Problem →
Return the data that follows exactly, with each line intact.

Exercise data →
-- Opening Marker --
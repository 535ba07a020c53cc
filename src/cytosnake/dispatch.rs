use std::iter::repeat;
use std::path::{Path, PathBuf};

use anyhow::Context;
use itertools::izip;
use log::{error, info, warn};
use rayon::prelude::*;

use crate::aggregator::Aggregator;
use crate::errors::{AggregateError, Result};
use crate::job::PlateJob;
use crate::sqlite::SqliteAggregator;

/// Direct aggregation of explicit plate files, one output pair per plate.
#[derive(Debug)]
pub struct CLI {
    pub plate_data: Vec<PathBuf>,
    pub cell_counts: Vec<PathBuf>,
    pub aggregate_profiles: Vec<PathBuf>,
    pub metadata_dir: PathBuf,
    pub barcodes: PathBuf,
    pub config: PathBuf,
    pub threads: usize,
}

impl CLI {
    pub fn run(&self) -> anyhow::Result<()> {
        let jobs = plate_jobs(
            &self.plate_data,
            &self.cell_counts,
            &self.aggregate_profiles,
            &self.metadata_dir,
            &self.barcodes,
            &self.config,
        )?;

        run_jobs(&jobs, self.threads, &SqliteAggregator::default())
            .with_context(|| format!("aggregating {} plates", jobs.len()))
    }
}

/// Pairs each plate's data file and outputs with the shared metadata,
/// barcode and config paths.
pub fn plate_jobs(
    plate_data: &[PathBuf],
    cell_counts: &[PathBuf],
    aggregate_profiles: &[PathBuf],
    metadata_dir: &Path,
    barcodes: &Path,
    config: &Path,
) -> Result<Vec<PlateJob>> {
    if plate_data.len() != cell_counts.len() || plate_data.len() != aggregate_profiles.len() {
        return Err(AggregateError::MismatchedInputs {
            plates: plate_data.len(),
            cell_counts: cell_counts.len(),
            aggregates: aggregate_profiles.len(),
        });
    }

    Ok(izip!(
        plate_data,
        repeat(metadata_dir),
        repeat(barcodes),
        cell_counts,
        aggregate_profiles,
        repeat(config)
    )
    .map(
        |(plate, metadata, barcodes, cell_count, aggregate, config)| PlateJob {
            plate_data: plate.clone(),
            metadata_dir: metadata.to_path_buf(),
            barcode_path: barcodes.to_path_buf(),
            cell_count_out: cell_count.clone(),
            aggregate_out: aggregate.clone(),
            config_path: config.to_path_buf(),
        },
    )
    .collect())
}

/// Worker count actually used for `n_jobs` jobs: never more workers than
/// jobs, and at least one. Logs a warning when the request is reduced.
pub fn effective_workers(requested: usize, n_jobs: usize) -> usize {
    let (workers, warning) = clamp_workers(requested, n_jobs);
    if let Some(warning) = warning {
        warn!("{}", warning);
    }
    workers
}

fn clamp_workers(requested: usize, n_jobs: usize) -> (usize, Option<String>) {
    let workers = requested.min(n_jobs).max(1);
    let warning = if requested > n_jobs {
        Some(format!(
            "number of specified workers ({}) exceeds number of inputs ({}), defaulting to {}",
            requested, n_jobs, workers
        ))
    } else {
        None
    };
    (workers, warning)
}

/// Runs every job on a pool of `workers` threads.
///
/// A failing plate does not stop the others: every job runs, each failure
/// is logged, and the first failure in input order is returned tagged with
/// its plate.
pub fn run_jobs<A: Aggregator + ?Sized>(
    jobs: &[PlateJob],
    workers: usize,
    aggregator: &A,
) -> Result<()> {
    if jobs.is_empty() {
        info!("no plates to aggregate");
        return Ok(());
    }

    let workers = effective_workers(workers, jobs.len());
    let pool = rayon::ThreadPoolBuilder::new()
        .num_threads(workers)
        .thread_name(|idx| format!("cytosnake-worker-{}", idx))
        .build()?;

    info!("aggregating {} plates with {} workers", jobs.len(), workers);
    let failures: Vec<AggregateError> = pool.install(|| {
        jobs.par_iter()
            .with_max_len(1)
            .filter_map(|job| job.run(aggregator).err().map(|err| job_failure(job, err)))
            .collect()
    });

    if !failures.is_empty() {
        error!("{} of {} plates failed", failures.len(), jobs.len());
    }
    match failures.into_iter().next() {
        Some(failure) => Err(failure),
        None => Ok(()),
    }
}

fn job_failure(job: &PlateJob, err: AggregateError) -> AggregateError {
    let plate = job
        .plate()
        .unwrap_or_else(|_| job.plate_data.display().to_string());
    error!("plate {} failed: {}", plate, err);
    AggregateError::Job {
        plate,
        source: Box::new(err),
    }
}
-- Closing Marker --
Response to the exercise →
repository 535ba07a020c53cc
filename src/cytosnake/dispatch.rs
use std::iter::repeat;
use std::path::{Path, PathBuf};

use anyhow::Context;
use itertools::izip;
use log::{error, info, warn};
use rayon::prelude::*;

use crate::aggregator::Aggregator;
use crate::errors::{AggregateError, Result};
use crate::job::PlateJob;
use crate::sqlite::SqliteAggregator;

/// Direct aggregation of explicit plate files, one output pair per plate.
#[derive(Debug)]
pub struct CLI {
    pub plate_data: Vec<PathBuf>,
    pub cell_counts: Vec<PathBuf>,
    pub aggregate_profiles: Vec<PathBuf>,
    pub metadata_dir: PathBuf,
    pub barcodes: PathBuf,
    pub config: PathBuf,
    pub threads: usize,
}

impl CLI {
    pub fn run(&self) -> anyhow::Result<()> {
        let jobs = plate_jobs(
            &self.plate_data,
            &self.cell_counts,
            &self.aggregate_profiles,
            &self.metadata_dir,
            &self.barcodes,
            &self.config,
        )?;

        run_jobs(&jobs, self.threads, &SqliteAggregator::default())
            .with_context(|| format!("aggregating {} plates", jobs.len()))
    }
}

/// Pairs each plate's data file and outputs with the shared metadata,
/// barcode and config paths.
pub fn plate_jobs(
    plate_data: &[PathBuf],
    cell_counts: &[PathBuf],
    aggregate_profiles: &[PathBuf],
    metadata_dir: &Path,
    barcodes: &Path,
    config: &Path,
) -> Result<Vec<PlateJob>> {
    if plate_data.len() != cell_counts.len() || plate_data.len() != aggregate_profiles.len() {
        return Err(AggregateError::MismatchedInputs {
            plates: plate_data.len(),
            cell_counts: cell_counts.len(),
            aggregates: aggregate_profiles.len(),
        });
    }

    Ok(izip!(
        plate_data,
        repeat(metadata_dir),
        repeat(barcodes),
        cell_counts,
        aggregate_profiles,
        repeat(config)
    )
    .map(
        |(plate, metadata, barcodes, cell_count, aggregate, config)| PlateJob {
            plate_data: plate.clone(),
            metadata_dir: metadata.to_path_buf(),
            barcode_path: barcodes.to_path_buf(),
            cell_count_out: cell_count.clone(),
            aggregate_out: aggregate.clone(),
            config_path: config.to_path_buf(),
        },
    )
    .collect())
}

/// Worker count actually used for `n_jobs` jobs: never more workers than
/// jobs, and at least one. Logs a warning when the request is reduced.
pub fn effective_workers(requested: usize, n_jobs: usize) -> usize {
    let (workers, warning) = clamp_workers(requested, n_jobs);
    if let Some(warning) = warning {
        warn!("{}", warning);
    }
    workers
}

fn clamp_workers(requested: usize, n_jobs: usize) -> (usize, Option<String>) {
    let workers = requested.min(n_jobs).max(1);
    let warning = if requested > n_jobs {
        Some(format!(
            "number of specified workers ({}) exceeds number of inputs ({}), defaulting to {}",
            requested, n_jobs, workers
        ))
    } else {
        None
    };
    (workers, warning)
}

/// Runs every job on a pool of `workers` threads.
///
/// A failing plate does not stop the others: every job runs, each failure
/// is logged, and the first failure in input order is returned tagged with
/// its plate.
pub fn run_jobs<A: Aggregator + ?Sized>(
    jobs: &[PlateJob],
    workers: usize,
    aggregator: &A,
) -> Result<()> {
    if jobs.is_empty() {
        info!("no plates to aggregate");
        return Ok(());
    }

    let workers = effective_workers(workers, jobs.len());
    let pool = rayon::ThreadPoolBuilder::new()
        .num_threads(workers)
        .thread_name(|idx| format!("cytosnake-worker-{}", idx))
        .build()?;

    info!("aggregating {} plates with {} workers", jobs.len(), workers);
    let failures: Vec<AggregateError> = pool.install(|| {
        jobs.par_iter()
            .with_max_len(1)
            .filter_map(|job| job.run(aggregator).err().map(|err| job_failure(job, err)))
            .collect()
    });

    if !failures.is_empty() {
        error!("{} of {} plates failed", failures.len(), jobs.len());
    }
    match failures.into_iter().next() {
        Some(failure) => Err(failure),
        None => Ok(()),
    }
}

fn job_failure(job: &PlateJob, err: AggregateError) -> AggregateError {
    let plate = job
        .plate()
        .unwrap_or_else(|_| job.plate_data.display().to_string());
    error!("plate {} failed: {}", plate, err);
    AggregateError::Job {
        plate,
        source: Box::new(err),
    }
}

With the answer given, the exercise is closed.